El hecho es que no parecemos movernos de los orígenes y que lo que quiso resolver el Estado de las Autonomías continúa irresuelto. Ignoro cómo surgen las realidades nacionales y confieso que incluso me cuesta comprenderlas. Pero no es esa una cuestión que deba ocuparnos hoy. Lo que sí hemos de tener en cuenta es que a la salida del franquismo uno de los problemas a resolver era el que planteaban las llamadas nacionalidades históricas, fundamentalmente Cataluña y Euskadi. La solución requirió un replanteamiento original de la organización del Estado, que ya fue criticado por algunas voces -el llamado "café para todos"- pero que pretendió evitar agravios comparativos. La fórmula resultó exitosa, aunque introdujo algunas tensiones centro-periferia que en principio no tenían por qué ser especialmente nocivas y que de hecho no lo fueron. Y bien, henos aquí de pronto con que esa fórmula parece quebrarse y que lo que pretendió resolver irrumpe de nuevo como problema: Cataluña, Euskadi.

Sé que resulta difícil realizar diagnósticos templados desde el interior de estados pasionales, y el problema que nos ocupa levanta pasiones.
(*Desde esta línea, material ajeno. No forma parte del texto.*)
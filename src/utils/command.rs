/// Functions and structs for working with creating command-line arguments

use std::any::Any;
use std::collections::HashMap;

use anyhow::{anyhow, Result};
use log::{debug, info};
use crate::config::defs::{
    PipelineError, RunConfig, FASTP_TAG, FASTQC_TAG, HISAT2_BUILD_TAG, HISAT2_TAG, MULTIQC_TAG,
    SAMTOOLS_TAG, TOOL_VERSIONS, WGET_TAG,
};
use crate::utils::streams::{read_child_output_to_vec, ChildStream};


/// Spawns `<tool> <args>` and returns the requested whitespace token of the first
/// non-empty line.
async fn version_token(tool: &str, args: &[&str], stream: ChildStream, nth: usize) -> Result<String> {
    let invocation = format!("{} {}", tool, args.join(" "));
    let mut child = tokio::process::Command::new(tool)
        .args(args)
        .stdin(std::process::Stdio::null())
        .stdout(std::process::Stdio::piped())
        .stderr(std::process::Stdio::piped())
        .kill_on_drop(true)
        .spawn()
        .map_err(|e| anyhow!("Failed to spawn {}: {}. Is {} installed?", tool, e, tool))?;

    let lines = read_child_output_to_vec(&mut child, stream).await?;
    let status = child
        .wait()
        .await
        .map_err(|e| anyhow!("Failed to wait for {}: {}", invocation, e))?;
    debug!("{} exited with {}", invocation, status);

    let first_line = lines
        .iter()
        .find(|l| !l.trim().is_empty())
        .ok_or_else(|| anyhow!("No output from {}", invocation))?;
    let version = first_line
        .split_whitespace()
        .nth(nth)
        .ok_or_else(|| anyhow!("Invalid {} output: {}", invocation, first_line))?
        .trim_start_matches('v')
        .to_string();
    if version.is_empty() {
        return Err(anyhow!("Empty version number in {} output: {}", invocation, first_line));
    }
    Ok(version)
}


/// Leading `major.minor` of a version string such as `1.20`, `0.23.4` or `2.2.1-beta`.
pub fn parse_major_minor(version: &str) -> Option<(u32, u32)> {
    let mut parts = version.split(|c: char| c == '.' || c == '-');
    let major = parts.next()?.trim().parse().ok()?;
    let minor = parts
        .next()
        .map(|m| m.chars().take_while(|c| c.is_ascii_digit()).collect::<String>())
        .and_then(|m| m.parse().ok())
        .unwrap_or(0);
    Some((major, minor))
}


pub mod fastqc {
    use std::path::PathBuf;
    use crate::config::defs::RunConfig;

    #[derive(Debug, Clone)]
    pub struct FastqcConfig {
        pub out_dir: PathBuf,
        pub inputs: Vec<PathBuf>,
    }

    pub fn arg_generator(run_config: &RunConfig, config: &FastqcConfig) -> Vec<String> {
        let mut args_vec: Vec<String> = Vec::new();
        args_vec.push("--extract".to_string()); // fastqc_data.txt is scraped later
        args_vec.push("--quiet".to_string());
        args_vec.push("-t".to_string());
        args_vec.push(run_config.threads.to_string());
        args_vec.push("-o".to_string());
        args_vec.push(config.out_dir.to_string_lossy().to_string());
        for input in &config.inputs {
            args_vec.push(input.to_string_lossy().to_string());
        }
        args_vec
    }
}

pub mod multiqc {
    use std::path::PathBuf;

    #[derive(Debug, Clone)]
    pub struct MultiqcConfig {
        pub in_dir: PathBuf,
        pub out_dir: PathBuf,
        pub title: Option<String>,
    }

    pub fn arg_generator(config: &MultiqcConfig) -> Vec<String> {
        let mut args_vec: Vec<String> = Vec::new();
        args_vec.push("-f".to_string());
        args_vec.push("-q".to_string());
        if let Some(title) = &config.title {
            args_vec.push("--title".to_string());
            args_vec.push(title.clone());
        }
        args_vec.push("-o".to_string());
        args_vec.push(config.out_dir.to_string_lossy().to_string());
        args_vec.push(config.in_dir.to_string_lossy().to_string());
        args_vec
    }
}

pub mod fastp {
    use std::path::PathBuf;
    use crate::config::defs::RunConfig;

    #[derive(Debug, Clone)]
    pub struct FastpConfig {
        pub in1: PathBuf,
        pub in2: PathBuf,
        pub out1: PathBuf,
        pub out2: PathBuf,
        pub json: PathBuf,
        pub html: PathBuf,
        pub command_fields: Vec<(String, Option<String>)>,
    }

    pub fn arg_generator(run_config: &RunConfig, config: &FastpConfig) -> Vec<String> {
        let mut args_vec: Vec<String> = Vec::new();
        for (flag, path) in [
            ("-i", &config.in1),
            ("-I", &config.in2),
            ("-o", &config.out1),
            ("-O", &config.out2),
        ] {
            args_vec.push(flag.to_string());
            args_vec.push(path.to_string_lossy().to_string());
        }
        args_vec.push("-q".to_string());
        args_vec.push(run_config.args.quality.to_string());
        args_vec.push("-l".to_string());
        args_vec.push(run_config.args.length_required.to_string());
        args_vec.push("-w".to_string());
        args_vec.push(run_config.threads.min(16).to_string()); // fastp caps workers at 16
        args_vec.push("-j".to_string());
        args_vec.push(config.json.to_string_lossy().to_string());
        args_vec.push("-h".to_string());
        args_vec.push(config.html.to_string_lossy().to_string());
        for (key, value) in &config.command_fields {
            args_vec.push(key.clone());
            if let Some(v) = value {
                args_vec.push(v.clone());
            }
        }
        args_vec
    }
}

pub mod hisat2 {
    use std::path::PathBuf;
    use crate::config::defs::RunConfig;

    #[derive(Debug, Clone)]
    pub struct Hisat2Config {
        pub index_prefix: PathBuf,
        pub r1: PathBuf,
        pub r2: PathBuf,
        pub option_fields: Vec<(String, Option<String>)>,
    }

    pub fn arg_generator(run_config: &RunConfig, config: &Hisat2Config) -> Vec<String> {
        let mut args_vec: Vec<String> = Vec::new();
        args_vec.push("-p".to_string());
        args_vec.push(run_config.threads.to_string());
        args_vec.push("-x".to_string());
        args_vec.push(config.index_prefix.to_string_lossy().to_string());
        args_vec.push("-1".to_string());
        args_vec.push(config.r1.to_string_lossy().to_string());
        args_vec.push("-2".to_string());
        args_vec.push(config.r2.to_string_lossy().to_string());
        for (key, value) in &config.option_fields {
            args_vec.push(key.clone());
            if let Some(v) = value {
                args_vec.push(v.clone());
            }
        }
        args_vec
    }
}

pub mod hisat2_build {
    use std::path::PathBuf;
    use crate::config::defs::RunConfig;

    #[derive(Debug, Clone)]
    pub struct Hisat2BuildConfig {
        pub reference: PathBuf,
        pub index_prefix: PathBuf,
    }

    pub fn arg_generator(run_config: &RunConfig, config: &Hisat2BuildConfig) -> Vec<String> {
        vec![
            "-p".to_string(),
            run_config.threads.to_string(),
            config.reference.to_string_lossy().to_string(),
            config.index_prefix.to_string_lossy().to_string(),
        ]
    }
}

pub mod samtools {
    use crate::config::defs::{RunConfig, SamtoolsSubcommand};

    #[derive(Debug, Clone)]
    pub struct SamtoolsConfig {
        pub subcommand: SamtoolsSubcommand,
        /// Flags in order; positional arguments are keys with no value.
        pub subcommand_fields: Vec<(String, Option<String>)>,
    }

    pub fn arg_generator(run_config: &RunConfig, config: &SamtoolsConfig) -> Vec<String> {
        let mut args_vec: Vec<String> = Vec::new();
        args_vec.push(config.subcommand.as_str().to_string());

        match config.subcommand {
            SamtoolsSubcommand::Sort | SamtoolsSubcommand::Index | SamtoolsSubcommand::Flagstat => {
                args_vec.push("-@".to_string());
                args_vec.push(run_config.threads.to_string());
            }
        }

        for (key, value) in &config.subcommand_fields {
            args_vec.push(key.clone());
            if let Some(v) = value {
                args_vec.push(v.clone());
            }
        }
        args_vec
    }
}

pub mod wget {
    use std::path::PathBuf;

    #[derive(Debug, Clone)]
    pub struct WgetConfig {
        pub url: String,
        pub dest: PathBuf,
    }

    pub fn arg_generator(config: &WgetConfig) -> Vec<String> {
        vec![
            "-q".to_string(),
            "-c".to_string(), // resume partial downloads
            "-O".to_string(),
            config.dest.to_string_lossy().to_string(),
            config.url.clone(),
        ]
    }
}


fn view<'a, T: 'static>(tool: &str, config_view: Option<&'a dyn Any>) -> Result<&'a T> {
    config_view
        .and_then(|v| v.downcast_ref::<T>())
        .ok_or_else(|| anyhow!("Missing or mismatched config for {}", tool))
}

/// Builds the argument vector for `tool` from the run config and a tool-specific view.
pub fn generate_cli<T: Any>(tool: &str, run_config: &RunConfig, config_view: Option<&T>) -> Result<Vec<String>> {
    let config_view = config_view.map(|v| v as &dyn Any);
    let cmd = match tool {
        FASTQC_TAG => fastqc::arg_generator(run_config, view(tool, config_view)?),
        MULTIQC_TAG => multiqc::arg_generator(view(tool, config_view)?),
        FASTP_TAG => fastp::arg_generator(run_config, view(tool, config_view)?),
        HISAT2_TAG => hisat2::arg_generator(run_config, view(tool, config_view)?),
        HISAT2_BUILD_TAG => hisat2_build::arg_generator(run_config, view(tool, config_view)?),
        SAMTOOLS_TAG => samtools::arg_generator(run_config, view(tool, config_view)?),
        WGET_TAG => wget::arg_generator(view(tool, config_view)?),
        _ => return Err(anyhow!("Unknown tool: {}", tool)),
    };

    Ok(cmd)
}


/// Returns the version string reported by `tool`.
pub async fn check_version(tool: &str) -> Result<String> {
    match tool {
        // FastQC v0.12.1
        FASTQC_TAG => version_token(tool, &["--version"], ChildStream::Stdout, 1).await,
        // multiqc, version 1.21
        MULTIQC_TAG => version_token(tool, &["--version"], ChildStream::Stdout, 2).await,
        // fastp 0.23.4 (on stderr)
        FASTP_TAG => version_token(tool, &["--version"], ChildStream::Stderr, 1).await,
        // /usr/bin/hisat2-align-s version 2.2.1
        HISAT2_TAG | HISAT2_BUILD_TAG => version_token(tool, &["--version"], ChildStream::Stdout, 2).await,
        // samtools 1.20
        SAMTOOLS_TAG => version_token(tool, &["--version"], ChildStream::Stdout, 1).await,
        // GNU Wget 1.21.3 built on linux-gnu.
        WGET_TAG => version_token(tool, &["--version"], ChildStream::Stdout, 2).await,
        _ => Err(anyhow!("Unknown tool: {}", tool)),
    }
}


/// Checks that every tool is installed and recent enough.
///
/// # Arguments
///
/// * `tools` - Tags from config::defs.
///
/// # Returns
/// Map of tool tag to reported version.
pub async fn check_versions(tools: Vec<&str>) -> Result<HashMap<String, String>, PipelineError> {
    let mut found = HashMap::new();
    for tool in tools {
        let version = check_version(tool).await.map_err(|e| PipelineError::ToolExecution {
            tool: tool.to_string(),
            error: e.to_string(),
        })?;

        if let Some(&(min_major, min_minor)) = TOOL_VERSIONS.get(tool) {
            let parsed = parse_major_minor(&version).ok_or_else(|| PipelineError::ToolVersion {
                tool: tool.to_string(),
                found: version.clone(),
                required: format!("{}.{}", min_major, min_minor),
            })?;
            if parsed < (min_major, min_minor) {
                return Err(PipelineError::ToolVersion {
                    tool: tool.to_string(),
                    found: version,
                    required: format!("{}.{}", min_major, min_minor),
                });
            }
        }
        info!("{} version {}", tool, version);
        found.insert(tool.to_string(), version);
    }
    Ok(found)
}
Pero habrá que hacerlos. Habrá que preguntarse cuándo y por qué se quiebra lo que parecía encauzado. No parece aventurado situar el origen en esta Euskadi de nuestros dolores. Si se trata del mal, el mal se originó aquí, aunque tendremos que preguntarnos si se le dio la respuesta adecuada y si lo ocurrido en Cataluña no tendrá mucho que ver con esa respuesta. Cuando los asuntos políticos se conceptualizan en términos éticos se corren algunos peligros, uno de ellos evidente: que la lucha contra el mal se justifique por sí misma. En esos casos, el hecho de luchar ya es bueno, se haga lo que se haga, pues la responsabilidad absoluta cae siempre del otro lado. Lo malo de esto es que esa perspectiva ética no es, porque no puede serlo, compartida, y que lo conceptualizado como el mal continúa esgrimiendo argumentos políticos.

Cataluña no nos plantea un problema ético, sino un problema político, y malo será que se lo quiera llevar al primero de esos dos terrenos. Eso podría servir para hundir definitivamente al PSOE y ganar elecciones por unanimidad, pero serviría también para que las realidades nacionales emerjan con su evidencia más cruda. Ya no habría más café para todos. El café, si es que quedara, sería cosa de tres.